Below are the records; copy each line in which "lookup" can be found.
****************************************
//! Condition expressions evaluated over the variable environment.

use rpa_core_types::Variables;
use serde::{Deserialize, Serialize};
use serde_json::Value;

use crate::vars::{as_number, is_truthy, lookup, render_value, value_to_string};

/// Comparison operators
#[derive(Debug, Clone, Copy, PartialEq, Eq, Serialize, Deserialize)]
#[serde(rename_all = "snake_case")]
pub enum CompareOp {
    #[serde(alias = "equals", alias = "==")]
    Eq,
    #[serde(alias = "not_equals", alias = "!=")]
    Ne,
    #[serde(alias = "less_than", alias = "<")]
    Lt,
    #[serde(alias = "<=")]
    Le,
    #[serde(alias = "greater_than", alias = ">")]
    Gt,
    #[serde(alias = ">=")]
    Ge,
    Contains,
}

impl CompareOp {
    fn symbol(self) -> &'static str {
        match self {
            CompareOp::Eq => "==",
            CompareOp::Ne => "!=",
            CompareOp::Lt => "<",
            CompareOp::Le => "<=",
            CompareOp::Gt => ">",
            CompareOp::Ge => ">=",
            CompareOp::Contains => "contains",
        }
    }
}

/// Operand of a comparison: a variable reference or a literal. String
/// literals are `${}`-substituted before comparing.
#[derive(Debug, Clone, PartialEq, Serialize, Deserialize)]
#[serde(untagged)]
pub enum Operand {
    Var { var: String },
    Value(Value),
}

impl Operand {
    pub fn var(name: impl Into<String>) -> Self {
        Operand::Var { var: name.into() }
    }

    pub fn value(value: impl Into<Value>) -> Self {
        Operand::Value(value.into())
    }

    fn resolve(&self, variables: &Variables) -> Option<Value> {
        match self {
            Operand::Var { var } => lookup(variables, var).cloned(),
            Operand::Value(value) => Some(render_value(value, variables)),
        }
    }
}

/// Condition expression
#[derive(Debug, Clone, PartialEq, Serialize, Deserialize)]
#[serde(rename_all = "snake_case")]
pub enum Condition {
    Compare {
        left: Operand,
        op: CompareOp,
        right: Operand,
    },
    /// Variable is set and truthy
    Truthy(String),
    /// Variable is set, whatever its value
    Exists(String),
    And(Vec<Condition>),
    Or(Vec<Condition>),
    Not(Box<Condition>),
    /// Shorthand such as `i < 3`, compiled to `Compare` at validation time
    Expr(String),
}

impl Condition {
    /// Replaces every `Expr` with its parsed form.
    pub fn compile(&self) -> Result<Condition, String> {
        Ok(match self {
            Condition::Expr(text) => parse_expr(text)?,
            Condition::And(items) => Condition::And(
                items
                    .iter()
                    .map(Condition::compile)
                    .collect::<Result<Vec<_>, _>>()?,
            ),
            Condition::Or(items) => Condition::Or(
                items
                    .iter()
                    .map(Condition::compile)
                    .collect::<Result<Vec<_>, _>>()?,
            ),
            Condition::Not(inner) => Condition::Not(Box::new(inner.compile()?)),
            other => other.clone(),
        })
    }

    pub fn evaluate(&self, variables: &Variables) -> Result<bool, String> {
        match self {
            Condition::Compare { left, op, right } => {
                let left = left.resolve(variables).unwrap_or(Value::Null);
                let right = right.resolve(variables).unwrap_or(Value::Null);
                Ok(compare(&left, *op, &right))
            }
            Condition::Truthy(name) => Ok(lookup(variables, name).map(is_truthy).unwrap_or(false)),
            Condition::Exists(name) => Ok(lookup(variables, name).is_some()),
            Condition::And(items) => {
                for item in items {
                    if !item.evaluate(variables)? {
                        return Ok(false);
                    }
                }
                Ok(true)
            }
            Condition::Or(items) => {
                for item in items {
                    if item.evaluate(variables)? {
                        return Ok(true);
                    }
                }
                Ok(false)
            }
            Condition::Not(inner) => Ok(!inner.evaluate(variables)?),
            Condition::Expr(text) => parse_expr(text)?.evaluate(variables),
        }
    }
}

fn compare(left: &Value, op: CompareOp, right: &Value) -> bool {
    let numbers = match (left, right) {
        (Value::Null, _) | (_, Value::Null) => None,
        _ => as_number(left).zip(as_number(right)),
    };
    match op {
        CompareOp::Eq => match numbers {
            Some((a, b)) => a == b,
            None => value_to_string(left) == value_to_string(right),
        },
        CompareOp::Ne => !compare(left, CompareOp::Eq, right),
        CompareOp::Contains => match left {
            Value::Array(items) => items.iter().any(|item| compare(item, CompareOp::Eq, right)),
            other => value_to_string(other).contains(&value_to_string(right)),
        },
        CompareOp::Lt => numbers.map(|(a, b)| a < b).unwrap_or(false),
        CompareOp::Le => numbers.map(|(a, b)| a <= b).unwrap_or(false),
        CompareOp::Gt => numbers.map(|(a, b)| a > b).unwrap_or(false),
        CompareOp::Ge => numbers.map(|(a, b)| a >= b).unwrap_or(false),
    }
}

const OPERATORS: [(&str, CompareOp); 7] = [
    ("==", CompareOp::Eq),
    ("!=", CompareOp::Ne),
    ("<=", CompareOp::Le),
    (">=", CompareOp::Ge),
    ("<", CompareOp::Lt),
    (">", CompareOp::Gt),
    (" contains ", CompareOp::Contains),
];

/// Parses `<operand> <op> <operand>`. Bare identifiers are variables;
/// numbers, booleans, `null` and quoted strings are literals; anything with
/// `${` is a template.
pub fn parse_expr(text: &str) -> Result<Condition, String> {
    let text = text.trim();
    if let Some((pos, symbol, op)) = find_operator(text) {
        let left = parse_operand(&text[..pos])?;
        let right = parse_operand(&text[pos + symbol.len()..])?;
        return Ok(Condition::Compare { left, op, right });
    }
    // A lone identifier tests truthiness.
    match parse_operand(text)? {
        Operand::Var { var } => Ok(Condition::Truthy(var)),
        Operand::Value(_) => Err(format!("expression '{text}' has no comparison operator")),
    }
}

/// Leftmost operator outside quoted literals. Two-character symbols come
/// first in the table so `<=` wins over `<` at the same position.
fn find_operator(text: &str) -> Option<(usize, &'static str, CompareOp)> {
    let mut quote: Option<char> = None;
    for (pos, c) in text.char_indices() {
        match quote {
            Some(open) => {
                if c == open {
                    quote = None;
                }
            }
            None if c == '\'' || c == '"' => quote = Some(c),
            None => {
                let rest = &text[pos..];
                if let Some((symbol, op)) = OPERATORS.iter().find(|(symbol, _)| rest.starts_with(symbol)) {
                    return Some((pos, *symbol, *op));
                }
            }
        }
    }
    None
}

fn parse_operand(raw: &str) -> Result<Operand, String> {
    let token = raw.trim();
    if token.is_empty() {
        return Err("missing operand".to_string());
    }
    let quoted = token.len() >= 2
        && ((token.starts_with('"') && token.ends_with('"'))
            || (token.starts_with('\'') && token.ends_with('\'')));
    if quoted {
        return Ok(Operand::value(&token[1..token.len() - 1]));
    }
    if token.contains("${") {
        return Ok(Operand::value(token));
    }
    match token {
        "true" => return Ok(Operand::value(true)),
        "false" => return Ok(Operand::value(false)),
        "null" => return Ok(Operand::Value(Value::Null)),
        _ => {}
    }
    if let Ok(number) = token.parse::<i64>() {
        return Ok(Operand::value(number));
    }
    if let Ok(number) = token.parse::<f64>() {
        return Ok(Operand::value(number));
    }
    let is_path = token
        .split('.')
        .all(|part| !part.is_empty() && part.chars().all(|c| c.is_ascii_alphanumeric() || c == '_'));
    if is_path && !token.starts_with(|c: char| c.is_ascii_digit()) {
        Ok(Operand::var(token))
    } else {
        Err(format!("cannot parse operand '{token}'"))
    }
}

impl std::fmt::Display for Condition {
    fn fmt(&self, f: &mut std::fmt::Formatter<'_>) -> std::fmt::Result {
        match self {
            Condition::Compare { left, op, right } => {
                let side = |operand: &Operand| match operand {
                    Operand::Var { var } => var.clone(),
                    Operand::Value(value) => value.to_string(),
                };
                write!(f, "{} {} {}", side(left), op.symbol(), side(right))
            }
            Condition::Truthy(name) => write!(f, "{name}"),
            Condition::Exists(name) => write!(f, "exists({name})"),
            Condition::And(items) => write!(f, "and[{}]", items.len()),
            Condition::Or(items) => write!(f, "or[{}]", items.len()),
            Condition::Not(inner) => write!(f, "not({inner})"),
            Condition::Expr(text) => f.write_str(text),
        }
    }
}

#[cfg(test)]
mod tests {
    use super::*;
    use serde_json::json;

    fn vars(pairs: &[(&str, Value)]) -> Variables {
        pairs.iter().map(|(k, v)| (k.to_string(), v.clone())).collect()
    }

    #[test]
    fn shorthand_compiles_to_compare() {
        let compiled = Condition::Expr("i < 3".into()).compile().unwrap();
        assert_eq!(
            compiled,
            Condition::Compare {
                left: Operand::var("i"),
                op: CompareOp::Lt,
                right: Operand::value(3),
            }
        );
        assert!(compiled.evaluate(&vars(&[("i", json!(2))])).unwrap());
        assert!(!compiled.evaluate(&vars(&[("i", json!(3))])).unwrap());
    }

    #[test]
    fn equality_falls_back_to_text() {
        let cond = parse_expr("status == 'ok'").unwrap();
        assert!(cond.evaluate(&vars(&[("status", json!("ok"))])).unwrap());
        let numeric = parse_expr("count == 3").unwrap();
        assert!(numeric.evaluate(&vars(&[("count", json!("3.0"))])).unwrap());
    }

    #[test]
    fn ordering_on_non_numbers_is_false() {
        let cond = parse_expr("name > 3").unwrap();
        assert!(!cond.evaluate(&vars(&[("name", json!("ada"))])).unwrap());
        // Missing variables never satisfy an ordering.
        assert!(!parse_expr("missing < 3").unwrap().evaluate(&Variables::new()).unwrap());
    }

    #[test]
    fn contains_over_text_and_arrays() {
        let text = parse_expr("title contains 'Shop'").unwrap();
        assert!(text.evaluate(&vars(&[("title", json!("My Shop"))])).unwrap());
        let list = Condition::Compare {
            left: Operand::var("tags"),
            op: CompareOp::Contains,
            right: Operand::value("b"),
        };
        assert!(list.evaluate(&vars(&[("tags", json!(["a", "b"]))])).unwrap());
    }

    #[test]
    fn boolean_combinators() {
        let cond = Condition::And(vec![
            Condition::Exists("a".into()),
            Condition::Not(Box::new(Condition::Truthy("b".into()))),
        ]);
        assert!(cond.evaluate(&vars(&[("a", json!(null)), ("b", json!(0))])).unwrap());
        assert!(!cond.evaluate(&vars(&[("b", json!(0))])).unwrap());
    }

    #[test]
    fn operators_inside_quoted_literals_are_text() {
        let ne = parse_expr("status != 'a==b'").unwrap();
        assert_eq!(
            ne,
            Condition::Compare {
                left: Operand::var("status"),
                op: CompareOp::Ne,
                right: Operand::value("a==b"),
            }
        );
        assert!(!ne.evaluate(&vars(&[("status", json!("a==b"))])).unwrap());

        let tag = parse_expr("title contains \"<b>\"").unwrap();
        assert!(tag.evaluate(&vars(&[("title", json!("<b>Sale</b>"))])).unwrap());

        let le = parse_expr("count <= 2").unwrap();
        assert!(le.evaluate(&vars(&[("count", json!(2))])).unwrap());
    }

    #[test]
    fn rejects_garbage() {
        assert!(parse_expr("< 3").is_err());
        assert!(parse_expr("42").is_err());
        assert!(parse_expr("a-b == 1").is_err());
    }

    #[test]
    fn deserializes_from_yaml_like_json() {
        let cond: Condition = serde_json::from_value(json!({
            "compare": {"left": {"var": "i"}, "op": "less_than", "right": 3}
        }))
        .unwrap();
        assert!(cond.evaluate(&vars(&[("i", json!(1))])).unwrap());
    }
}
****************************************
• _Expected output_:
use crate::vars::{as_number, is_truthy, lookup, render_value, value_to_string};
            Operand::Var { var } => lookup(variables, var).cloned(),
            Condition::Truthy(name) => Ok(lookup(variables, name).map(is_truthy).unwrap_or(false)),
            Condition::Exists(name) => Ok(lookup(variables, name).is_some()),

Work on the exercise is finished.